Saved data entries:
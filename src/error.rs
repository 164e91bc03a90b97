//! Error taxonomy for the tuning pipeline.
//!
//! Per-run failures (a timed-out or crashed synthesizer run, unreadable
//! telemetry) are *values* — see `RunOutcome` — absorbed into the
//! individual's aggregated fitness, never propagated as errors. Only
//! structural problems surface here: a genome that fails validation, or a
//! configuration that cannot launch the external synthesizer at all.

use std::path::PathBuf;

use thiserror::Error;

/// Genome codec failures (malformed genome taxonomy).
///
/// The validation variants are fatal to the individual, not to the
/// experiment: the engine drops the offending individual and breeds a
/// replacement. The I/O variants indicate the genome store itself is
/// broken and abort the experiment.
#[derive(Debug, Error)]
pub enum CodecError {
    /// `numbOfAnyPhaseRules` disagrees with the order's actual length.
    #[error("declared rule count {declared} does not match order length {actual}")]
    CountMismatch { declared: usize, actual: usize },

    /// A rule appears more than once in the order.
    #[error("duplicate rule '{rule}' in rule order")]
    DuplicateRule { rule: String },

    /// A rule is not part of the known any-phase rule set.
    #[error("rule '{rule}' is not in the known rule set")]
    UnknownRule { rule: String },

    /// The genome file could not be read or written.
    #[error("genome file {path:?}: {source}")]
    Io {
        path: PathBuf,
        #[source]
        source: std::io::Error,
    },

    /// The genome file is not valid JSON for the expected schema.
    #[error("malformed genome JSON in {path:?}: {source}")]
    Json {
        path: PathBuf,
        #[source]
        source: serde_json::Error,
    },
}

impl CodecError {
    /// True for validation failures that condemn one individual but leave
    /// the experiment able to continue with a replacement.
    pub fn is_malformed_genome(&self) -> bool {
        matches!(
            self,
            CodecError::CountMismatch { .. }
                | CodecError::DuplicateRule { .. }
                | CodecError::UnknownRule { .. }
        )
    }
}

/// The external synthesizer could not be launched at all.
///
/// Unlike a crashed or timed-out run, this is a configuration problem
/// (missing binary, bad working directory) and aborts the whole experiment.
#[derive(Debug, Error)]
#[error("failed to launch '{program}': {source}")]
pub struct LaunchError {
    /// Program that failed to spawn.
    pub program: String,
    /// Underlying spawn error.
    #[source]
    pub source: std::io::Error,
}

/// Experiment-level failures.
///
/// Anything that reaches this enum terminates the run with an explicit
/// abort reason; search-level setbacks (slow runs, timeouts, crashed
/// synthesizer invocations) never do.
#[derive(Debug, Error)]
pub enum TunerError {
    /// Genome store failure (unreadable seed, unwritable tactics dir).
    #[error(transparent)]
    Codec(#[from] CodecError),

    /// The external synthesizer binary cannot be spawned.
    #[error(transparent)]
    Launch(#[from] LaunchError),

    /// An evaluation worker panicked or was aborted before reporting.
    #[error("an evaluation task failed to report: {0}")]
    EvaluationLost(String),

    /// The configuration cannot produce a viable experiment.
    #[error("invalid configuration: {0}")]
    InvalidConfig(String),
}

_Exercise_.
Restate each of the records exactly, leaving nothing out.

_Your solution_.
filename src/error.rs
repository 164e91bc03a90b97
//! Error taxonomy for the tuning pipeline.
//!
//! Per-run failures (a timed-out or crashed synthesizer run, unreadable
//! telemetry) are *values* — see `RunOutcome` — absorbed into the
//! individual's aggregated fitness, never propagated as errors. Only
//! structural problems surface here: a genome that fails validation, or a
//! configuration that cannot launch the external synthesizer at all.

use std::path::PathBuf;

use thiserror::Error;

/// Genome codec failures (malformed genome taxonomy).
///
/// The validation variants are fatal to the individual, not to the
/// experiment: the engine drops the offending individual and breeds a
/// replacement. The I/O variants indicate the genome store itself is
/// broken and abort the experiment.
#[derive(Debug, Error)]
pub enum CodecError {
    /// `numbOfAnyPhaseRules` disagrees with the order's actual length.
    #[error("declared rule count {declared} does not match order length {actual}")]
    CountMismatch { declared: usize, actual: usize },

    /// A rule appears more than once in the order.
    #[error("duplicate rule '{rule}' in rule order")]
    DuplicateRule { rule: String },

    /// A rule is not part of the known any-phase rule set.
    #[error("rule '{rule}' is not in the known rule set")]
    UnknownRule { rule: String },

    /// The genome file could not be read or written.
    #[error("genome file {path:?}: {source}")]
    Io {
        path: PathBuf,
        #[source]
        source: std::io::Error,
    },

    /// The genome file is not valid JSON for the expected schema.
    #[error("malformed genome JSON in {path:?}: {source}")]
    Json {
        path: PathBuf,
        #[source]
        source: serde_json::Error,
    },
}

impl CodecError {
    /// True for validation failures that condemn one individual but leave
    /// the experiment able to continue with a replacement.
    pub fn is_malformed_genome(&self) -> bool {
        matches!(
            self,
            CodecError::CountMismatch { .. }
                | CodecError::DuplicateRule { .. }
                | CodecError::UnknownRule { .. }
        )
    }
}

/// The external synthesizer could not be launched at all.
///
/// Unlike a crashed or timed-out run, this is a configuration problem
/// (missing binary, bad working directory) and aborts the whole experiment.
#[derive(Debug, Error)]
#[error("failed to launch '{program}': {source}")]
pub struct LaunchError {
    /// Program that failed to spawn.
    pub program: String,
    /// Underlying spawn error.
    #[source]
    pub source: std::io::Error,
}

/// Experiment-level failures.
///
/// Anything that reaches this enum terminates the run with an explicit
/// abort reason; search-level setbacks (slow runs, timeouts, crashed
/// synthesizer invocations) never do.
#[derive(Debug, Error)]
pub enum TunerError {
    /// Genome store failure (unreadable seed, unwritable tactics dir).
    #[error(transparent)]
    Codec(#[from] CodecError),

    /// The external synthesizer binary cannot be spawned.
    #[error(transparent)]
    Launch(#[from] LaunchError),

    /// An evaluation worker panicked or was aborted before reporting.
    #[error("an evaluation task failed to report: {0}")]
    EvaluationLost(String),

    /// The configuration cannot produce a viable experiment.
    #[error("invalid configuration: {0}")]
    InvalidConfig(String),
}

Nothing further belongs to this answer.